*** Source material ***

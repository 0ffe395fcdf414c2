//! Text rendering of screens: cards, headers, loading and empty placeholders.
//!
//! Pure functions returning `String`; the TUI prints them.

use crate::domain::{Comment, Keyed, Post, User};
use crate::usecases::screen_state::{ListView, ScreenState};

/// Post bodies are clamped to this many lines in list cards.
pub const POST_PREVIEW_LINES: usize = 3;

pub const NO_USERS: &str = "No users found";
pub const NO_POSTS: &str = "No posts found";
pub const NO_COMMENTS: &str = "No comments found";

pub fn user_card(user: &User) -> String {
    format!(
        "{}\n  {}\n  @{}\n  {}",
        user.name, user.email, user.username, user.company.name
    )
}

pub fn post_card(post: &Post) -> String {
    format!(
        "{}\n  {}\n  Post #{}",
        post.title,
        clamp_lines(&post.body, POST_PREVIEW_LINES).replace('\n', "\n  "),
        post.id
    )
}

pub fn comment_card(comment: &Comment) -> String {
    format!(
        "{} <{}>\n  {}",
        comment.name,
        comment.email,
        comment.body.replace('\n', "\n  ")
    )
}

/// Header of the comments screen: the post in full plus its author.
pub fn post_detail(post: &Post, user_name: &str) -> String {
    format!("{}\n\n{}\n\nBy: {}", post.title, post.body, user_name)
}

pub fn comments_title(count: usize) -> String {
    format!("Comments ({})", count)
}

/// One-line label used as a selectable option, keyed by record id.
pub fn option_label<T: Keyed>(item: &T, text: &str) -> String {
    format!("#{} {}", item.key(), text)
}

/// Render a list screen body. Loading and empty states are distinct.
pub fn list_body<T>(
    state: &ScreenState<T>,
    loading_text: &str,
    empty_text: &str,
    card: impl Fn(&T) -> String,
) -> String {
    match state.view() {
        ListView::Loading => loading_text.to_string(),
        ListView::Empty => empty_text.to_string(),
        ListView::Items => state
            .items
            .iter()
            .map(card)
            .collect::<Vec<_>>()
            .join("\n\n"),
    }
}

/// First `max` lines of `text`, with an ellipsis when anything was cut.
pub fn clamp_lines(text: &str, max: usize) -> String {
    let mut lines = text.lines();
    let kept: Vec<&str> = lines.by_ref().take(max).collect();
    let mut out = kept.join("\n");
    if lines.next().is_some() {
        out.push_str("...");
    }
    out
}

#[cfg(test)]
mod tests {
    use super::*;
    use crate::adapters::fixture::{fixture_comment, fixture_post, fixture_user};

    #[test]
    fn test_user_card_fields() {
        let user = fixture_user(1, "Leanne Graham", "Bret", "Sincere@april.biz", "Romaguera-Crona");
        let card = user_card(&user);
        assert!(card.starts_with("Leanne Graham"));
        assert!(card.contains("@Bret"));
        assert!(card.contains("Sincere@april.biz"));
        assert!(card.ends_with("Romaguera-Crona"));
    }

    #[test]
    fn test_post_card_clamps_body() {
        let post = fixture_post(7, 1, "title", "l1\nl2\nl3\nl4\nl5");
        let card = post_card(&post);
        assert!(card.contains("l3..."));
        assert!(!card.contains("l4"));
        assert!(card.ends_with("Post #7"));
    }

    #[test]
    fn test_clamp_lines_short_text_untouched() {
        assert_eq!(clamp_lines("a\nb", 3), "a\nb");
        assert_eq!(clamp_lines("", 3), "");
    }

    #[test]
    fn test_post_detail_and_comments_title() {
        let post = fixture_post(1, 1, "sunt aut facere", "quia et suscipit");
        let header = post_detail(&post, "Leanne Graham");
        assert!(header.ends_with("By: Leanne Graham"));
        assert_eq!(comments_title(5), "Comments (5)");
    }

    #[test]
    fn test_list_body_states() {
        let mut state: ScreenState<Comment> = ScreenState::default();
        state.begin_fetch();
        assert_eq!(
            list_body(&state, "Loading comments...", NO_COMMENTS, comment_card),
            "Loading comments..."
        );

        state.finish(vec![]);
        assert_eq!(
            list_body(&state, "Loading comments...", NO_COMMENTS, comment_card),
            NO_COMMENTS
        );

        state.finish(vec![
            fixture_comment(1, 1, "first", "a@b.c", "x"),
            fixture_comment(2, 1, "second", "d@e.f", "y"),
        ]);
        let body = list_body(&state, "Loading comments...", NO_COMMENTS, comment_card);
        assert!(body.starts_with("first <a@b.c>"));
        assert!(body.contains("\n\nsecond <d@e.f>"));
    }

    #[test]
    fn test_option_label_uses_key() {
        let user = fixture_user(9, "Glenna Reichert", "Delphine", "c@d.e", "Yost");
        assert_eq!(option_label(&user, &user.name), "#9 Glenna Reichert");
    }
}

*** End of Source material ***
*** Source material ***

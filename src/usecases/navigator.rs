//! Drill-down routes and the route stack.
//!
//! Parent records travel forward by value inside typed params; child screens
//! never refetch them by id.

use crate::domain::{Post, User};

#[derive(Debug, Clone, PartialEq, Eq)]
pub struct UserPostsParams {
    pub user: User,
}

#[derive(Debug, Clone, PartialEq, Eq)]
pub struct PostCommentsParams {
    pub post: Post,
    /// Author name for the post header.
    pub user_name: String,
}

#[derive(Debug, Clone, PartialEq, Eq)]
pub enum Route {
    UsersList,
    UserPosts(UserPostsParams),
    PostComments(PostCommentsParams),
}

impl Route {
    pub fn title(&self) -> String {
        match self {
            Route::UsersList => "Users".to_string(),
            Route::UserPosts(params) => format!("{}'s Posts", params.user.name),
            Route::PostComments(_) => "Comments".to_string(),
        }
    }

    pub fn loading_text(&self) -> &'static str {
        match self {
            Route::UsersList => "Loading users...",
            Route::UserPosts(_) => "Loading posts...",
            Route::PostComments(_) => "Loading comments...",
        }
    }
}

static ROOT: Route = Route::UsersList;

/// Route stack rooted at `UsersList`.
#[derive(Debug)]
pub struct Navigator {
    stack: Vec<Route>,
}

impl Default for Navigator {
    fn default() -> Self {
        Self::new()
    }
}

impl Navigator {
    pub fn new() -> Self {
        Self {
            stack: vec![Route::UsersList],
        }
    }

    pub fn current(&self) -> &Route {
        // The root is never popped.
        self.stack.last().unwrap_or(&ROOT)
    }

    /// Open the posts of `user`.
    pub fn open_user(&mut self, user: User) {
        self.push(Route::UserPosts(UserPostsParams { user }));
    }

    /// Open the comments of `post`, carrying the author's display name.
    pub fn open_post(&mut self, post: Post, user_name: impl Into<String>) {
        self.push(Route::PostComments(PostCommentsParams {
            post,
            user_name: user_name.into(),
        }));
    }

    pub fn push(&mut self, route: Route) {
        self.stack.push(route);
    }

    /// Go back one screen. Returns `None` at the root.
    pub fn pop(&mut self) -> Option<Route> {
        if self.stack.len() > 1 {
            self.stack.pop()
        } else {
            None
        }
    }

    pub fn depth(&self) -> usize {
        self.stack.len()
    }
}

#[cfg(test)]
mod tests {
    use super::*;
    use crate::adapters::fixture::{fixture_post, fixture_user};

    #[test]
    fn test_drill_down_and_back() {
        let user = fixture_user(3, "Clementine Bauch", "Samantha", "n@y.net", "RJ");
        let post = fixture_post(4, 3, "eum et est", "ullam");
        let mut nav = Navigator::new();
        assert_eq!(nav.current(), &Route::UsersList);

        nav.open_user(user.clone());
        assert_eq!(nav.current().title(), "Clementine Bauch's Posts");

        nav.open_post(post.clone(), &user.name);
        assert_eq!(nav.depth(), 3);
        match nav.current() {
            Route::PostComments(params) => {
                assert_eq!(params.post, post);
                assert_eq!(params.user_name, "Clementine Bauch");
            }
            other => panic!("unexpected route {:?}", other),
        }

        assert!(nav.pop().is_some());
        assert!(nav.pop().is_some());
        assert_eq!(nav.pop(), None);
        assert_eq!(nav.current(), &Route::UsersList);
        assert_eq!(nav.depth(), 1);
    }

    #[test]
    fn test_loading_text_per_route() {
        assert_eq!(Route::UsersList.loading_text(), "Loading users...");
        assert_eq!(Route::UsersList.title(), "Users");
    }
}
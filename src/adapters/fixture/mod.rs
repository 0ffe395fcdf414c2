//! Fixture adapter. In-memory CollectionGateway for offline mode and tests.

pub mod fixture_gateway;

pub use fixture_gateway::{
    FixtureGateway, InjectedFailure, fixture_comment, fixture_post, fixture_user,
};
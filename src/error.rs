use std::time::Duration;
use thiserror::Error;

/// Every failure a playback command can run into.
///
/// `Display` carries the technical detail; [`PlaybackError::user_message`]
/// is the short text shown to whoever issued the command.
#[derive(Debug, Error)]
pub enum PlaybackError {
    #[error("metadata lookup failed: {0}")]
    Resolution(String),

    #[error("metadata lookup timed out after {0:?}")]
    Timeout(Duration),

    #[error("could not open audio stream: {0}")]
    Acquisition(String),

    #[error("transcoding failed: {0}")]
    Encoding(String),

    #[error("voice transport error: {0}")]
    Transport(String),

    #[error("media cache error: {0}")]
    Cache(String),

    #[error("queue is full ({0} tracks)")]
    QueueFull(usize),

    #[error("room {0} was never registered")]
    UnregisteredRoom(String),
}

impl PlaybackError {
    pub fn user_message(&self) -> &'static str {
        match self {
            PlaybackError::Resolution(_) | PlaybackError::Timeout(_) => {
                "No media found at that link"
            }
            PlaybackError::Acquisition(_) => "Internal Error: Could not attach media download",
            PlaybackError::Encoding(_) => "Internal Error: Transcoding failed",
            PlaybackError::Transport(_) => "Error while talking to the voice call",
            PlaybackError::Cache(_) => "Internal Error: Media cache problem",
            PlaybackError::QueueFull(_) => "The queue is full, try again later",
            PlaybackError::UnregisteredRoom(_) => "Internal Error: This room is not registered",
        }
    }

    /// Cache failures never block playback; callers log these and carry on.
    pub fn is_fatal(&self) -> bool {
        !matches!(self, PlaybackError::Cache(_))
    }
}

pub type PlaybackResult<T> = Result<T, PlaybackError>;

*** End of Source material ***
*** Source material ***

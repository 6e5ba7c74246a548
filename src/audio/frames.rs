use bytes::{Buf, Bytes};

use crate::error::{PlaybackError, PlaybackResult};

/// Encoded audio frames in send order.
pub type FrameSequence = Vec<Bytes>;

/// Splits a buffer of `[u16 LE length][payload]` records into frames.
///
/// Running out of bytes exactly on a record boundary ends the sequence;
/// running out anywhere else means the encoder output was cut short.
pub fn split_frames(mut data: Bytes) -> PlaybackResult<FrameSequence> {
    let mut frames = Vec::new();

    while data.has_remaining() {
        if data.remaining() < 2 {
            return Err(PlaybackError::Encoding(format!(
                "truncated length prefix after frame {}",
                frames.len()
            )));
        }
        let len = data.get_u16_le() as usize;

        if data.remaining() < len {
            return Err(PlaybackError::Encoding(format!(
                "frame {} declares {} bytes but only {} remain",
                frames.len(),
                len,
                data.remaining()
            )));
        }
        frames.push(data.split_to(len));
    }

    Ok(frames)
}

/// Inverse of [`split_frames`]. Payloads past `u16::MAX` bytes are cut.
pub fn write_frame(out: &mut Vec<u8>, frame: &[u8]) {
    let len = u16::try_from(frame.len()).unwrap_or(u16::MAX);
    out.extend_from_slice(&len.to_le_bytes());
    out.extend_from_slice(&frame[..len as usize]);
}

*** End of Source material ***

Work to be completed:
Copy all lines above where "filename" is present.

Solution for this exercise:
filename src/usecases/navigator.rs
filename src/adapters/fixture/mod.rs
filename src/error.rs
filename src/audio/frames.rs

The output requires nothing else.